-- TRY IT --
The answer must consist of every line from the data that holds the string "superclass".

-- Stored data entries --
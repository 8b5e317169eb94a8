//! Declared classes
//!
//! Without runtime reflection every class that takes part in resolution is
//! declared once through a [`ClassBuilder`]. A declaration carries the
//! information assignability needs: kind, type variables, the generic
//! superclass and the generic interfaces. Declared constructors are what
//! constructor strategies choose from.

use std::fmt;
use std::hash::{Hash, Hasher};
use std::sync::Arc;

use super::executable::Constructor;
use super::types::Type;

/// What kind of class a declaration describes
#[derive(Debug, Clone, Copy, PartialEq, Eq, Hash, PartialOrd, Ord)]
pub enum ClassKind {
    /// A concrete or abstract class
    Class,
    /// An interface (may only be implemented, never instantiated directly)
    Interface,
    /// A primitive that is normalised to its wrapper class
    Primitive,
}

/// A declared type variable such as `T` or `E extends Comparable<E>`
#[derive(Debug, Clone)]
pub struct TypeVariable {
    /// Name used in diagnostics
    pub name: String,
    /// Optional upper bound; may refer to the declaring class's variables
    pub bound: Option<TypeTemplate>,
}

/// Generic type expression inside a class declaration
#[derive(Debug, Clone)]
pub enum TypeTemplate {
    /// Reference to the declaring class's type variable at this index
    Var(usize),
    /// A class with (possibly templated) type arguments
    Of(Class, Vec<TypeTemplate>),
    /// `? extends` the inner template
    UpperBound(Box<TypeTemplate>),
    /// One array dimension added to the inner template
    Array(Box<TypeTemplate>),
    /// The declaring class parameterised by its own variables
    SelfType,
}

impl TypeTemplate {
    /// Raw use of a class
    pub fn of(class: &Class) -> Self {
        Self::Of(class.clone(), Vec::new())
    }

    /// A class with type arguments
    pub fn of_args(class: &Class, args: Vec<TypeTemplate>) -> Self {
        Self::Of(class.clone(), args)
    }

    /// Reference to a type variable of the declaring class
    pub fn var(index: usize) -> Self {
        Self::Var(index)
    }

    /// `? extends` this template
    pub fn upper_bound(self) -> Self {
        Self::UpperBound(Box::new(self))
    }

    /// This template with one more array dimension
    pub fn array(self) -> Self {
        Self::Array(Box::new(self))
    }

    /// Substitutes the actual type arguments of `declaring`
    ///
    /// Variables without an actual argument become the wildcard.
    pub fn resolve(&self, declaring: &Class, actual: &[Type]) -> Type {
        match self {
            Self::Var(index) => actual.get(*index).cloned().unwrap_or_else(Type::wildcard),
            Self::Of(class, args) => Type::unchecked(
                class.clone(),
                args.iter().map(|a| a.resolve(declaring, actual)).collect(),
            ),
            Self::UpperBound(inner) => inner.resolve(declaring, actual).as_upper_bound(),
            Self::Array(inner) => inner.resolve(declaring, actual).add_array_dimension(),
            Self::SelfType => Type::unchecked(declaring.clone(), actual.to_vec()),
        }
    }

    /// The class this template names, if it names one directly
    fn named_class<'a>(&'a self, declaring: &'a Class) -> Option<&'a Class> {
        match self {
            Self::Of(class, _) => Some(class),
            Self::SelfType => Some(declaring),
            Self::UpperBound(inner) => inner.named_class(declaring),
            Self::Var(_) | Self::Array(_) => None,
        }
    }
}

#[derive(Debug)]
struct ClassInfo {
    name: String,
    kind: ClassKind,
    root: bool,
    is_abstract: bool,
    type_variables: Vec<TypeVariable>,
    superclass: Option<TypeTemplate>,
    interfaces: Vec<TypeTemplate>,
    wrapper: Option<Class>,
    constructors: Vec<Constructor>,
}

/// A declared class; cheap to clone and compared by name
#[derive(Clone)]
pub struct Class(Arc<ClassInfo>);

impl Class {
    /// Start declaring a (concrete) class
    pub fn builder<S: Into<String>>(name: S) -> ClassBuilder {
        ClassBuilder::new(name.into(), ClassKind::Class)
    }

    /// Start declaring an interface
    pub fn interface<S: Into<String>>(name: S) -> ClassBuilder {
        ClassBuilder::new(name.into(), ClassKind::Interface)
    }

    /// Declare a primitive that normalises to `wrapper`
    pub fn primitive<S: Into<String>>(name: S, wrapper: &Class) -> Class {
        let mut builder = ClassBuilder::new(name.into(), ClassKind::Primitive);
        builder.info.wrapper = Some(wrapper.clone());
        builder.build()
    }

    /// Declare the root of the class hierarchy
    pub(crate) fn root<S: Into<String>>(name: S) -> Class {
        let mut builder = ClassBuilder::new(name.into(), ClassKind::Class);
        builder.info.root = true;
        builder.build()
    }

    pub fn name(&self) -> &str {
        &self.0.name
    }

    pub fn kind(&self) -> ClassKind {
        self.0.kind
    }

    pub fn is_interface(&self) -> bool {
        self.0.kind == ClassKind::Interface
    }

    pub fn is_primitive(&self) -> bool {
        self.0.kind == ClassKind::Primitive
    }

    pub fn is_abstract(&self) -> bool {
        self.0.is_abstract || self.is_interface()
    }

    /// True for the root of the hierarchy (`Object`)
    pub fn is_root(&self) -> bool {
        self.0.root
    }

    /// The wrapper of a primitive, the class itself otherwise
    pub fn boxed(&self) -> Class {
        self.0.wrapper.clone().unwrap_or_else(|| self.clone())
    }

    pub fn type_variables(&self) -> &[TypeVariable] {
        &self.0.type_variables
    }

    /// Number of declared type variables
    pub fn arity(&self) -> usize {
        self.0.type_variables.len()
    }

    /// Declared generic superclass; `None` for interfaces, the root and
    /// classes that implicitly extend the root
    pub fn superclass(&self) -> Option<&TypeTemplate> {
        self.0.superclass.as_ref()
    }

    pub fn interfaces(&self) -> &[TypeTemplate] {
        &self.0.interfaces
    }

    pub fn constructors(&self) -> &[Constructor] {
        &self.0.constructors
    }

    /// Raw assignability: is a value of class `other` also a `self`?
    pub fn is_assignable_from(&self, other: &Class) -> bool {
        let other = other.boxed();
        if *self == other || self.is_root() {
            return true;
        }
        if let Some(superclass) = other.superclass()
            && let Some(class) = superclass.named_class(&other)
            && self.is_assignable_from(class)
        {
            return true;
        }
        other
            .interfaces()
            .iter()
            .filter_map(|i| i.named_class(&other))
            .any(|i| self.is_assignable_from(i))
    }
}

impl PartialEq for Class {
    fn eq(&self, other: &Self) -> bool {
        Arc::ptr_eq(&self.0, &other.0)
            || (self.0.name == other.0.name && self.0.kind == other.0.kind)
    }
}

impl Eq for Class {}

impl Hash for Class {
    fn hash<H: Hasher>(&self, state: &mut H) {
        self.0.name.hash(state);
    }
}

impl PartialOrd for Class {
    fn partial_cmp(&self, other: &Self) -> Option<std::cmp::Ordering> {
        Some(self.cmp(other))
    }
}

impl Ord for Class {
    fn cmp(&self, other: &Self) -> std::cmp::Ordering {
        self.0
            .name
            .cmp(&other.0.name)
            .then_with(|| self.0.kind.cmp(&other.0.kind))
    }
}

impl fmt::Display for Class {
    fn fmt(&self, f: &mut fmt::Formatter<'_>) -> fmt::Result {
        f.write_str(&self.0.name)
    }
}

impl fmt::Debug for Class {
    fn fmt(&self, f: &mut fmt::Formatter<'_>) -> fmt::Result {
        write!(f, "Class({})", self.0.name)
    }
}

/// Builder for [`Class`] declarations
#[derive(Debug)]
pub struct ClassBuilder {
    info: ClassInfo,
}

impl ClassBuilder {
    fn new(name: String, kind: ClassKind) -> Self {
        Self {
            info: ClassInfo {
                name,
                kind,
                root: false,
                is_abstract: false,
                type_variables: Vec::new(),
                superclass: None,
                interfaces: Vec::new(),
                wrapper: None,
                constructors: Vec::new(),
            },
        }
    }

    /// Declare an unbounded type variable
    pub fn type_variable<S: Into<String>>(mut self, name: S) -> Self {
        self.info.type_variables.push(TypeVariable {
            name: name.into(),
            bound: None,
        });
        self
    }

    /// Declare a type variable with an upper bound
    pub fn bounded_type_variable<S: Into<String>>(mut self, name: S, bound: TypeTemplate) -> Self {
        self.info.type_variables.push(TypeVariable {
            name: name.into(),
            bound: Some(bound),
        });
        self
    }

    pub fn extends(mut self, superclass: TypeTemplate) -> Self {
        self.info.superclass = Some(superclass);
        self
    }

    pub fn implements(mut self, interface: TypeTemplate) -> Self {
        self.info.interfaces.push(interface);
        self
    }

    pub fn abstract_class(mut self) -> Self {
        self.info.is_abstract = true;
        self
    }

    pub fn constructor(mut self, constructor: Constructor) -> Self {
        self.info.constructors.push(constructor);
        self
    }

    pub fn build(self) -> Class {
        Class(Arc::new(self.info))
    }
}
//! Type-erased values
//!
//! Everything the container hands out is an [`Object`]. Arrays are objects
//! holding a `Vec<Object>`.

use std::any::Any;
use std::sync::Arc;

use crate::error::{Error, Result};

/// A shared, type-erased value
pub type Object = Arc<dyn Any + Send + Sync>;

/// Wraps a value as an [`Object`]
pub fn object<V: Any + Send + Sync>(value: V) -> Object {
    Arc::new(value)
}

/// Wraps elements as an array [`Object`]
pub fn array(elements: Vec<Object>) -> Object {
    Arc::new(elements)
}

/// The elements of an array object
pub fn as_array(value: &Object) -> Option<&[Object]> {
    value.downcast_ref::<Vec<Object>>().map(Vec::as_slice)
}

/// Downcasts a shared value without copying it
pub fn downcast<V: Any + Send + Sync>(value: &Object) -> Result<Arc<V>> {
    Arc::clone(value)
        .downcast::<V>()
        .map_err(|_| Error::class_cast("object", std::any::type_name::<V>()))
}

-- EXERCISE RESULT --
//! superclass and the generic interfaces. Declared constructors are what
    superclass: Option<TypeTemplate>,
    /// Declared generic superclass; `None` for interfaces, the root and
    pub fn superclass(&self) -> Option<&TypeTemplate> {
        self.0.superclass.as_ref()
        if let Some(superclass) = other.superclass()
            && let Some(class) = superclass.named_class(&other)
                superclass: None,
    pub fn extends(mut self, superclass: TypeTemplate) -> Self {
        self.info.superclass = Some(superclass);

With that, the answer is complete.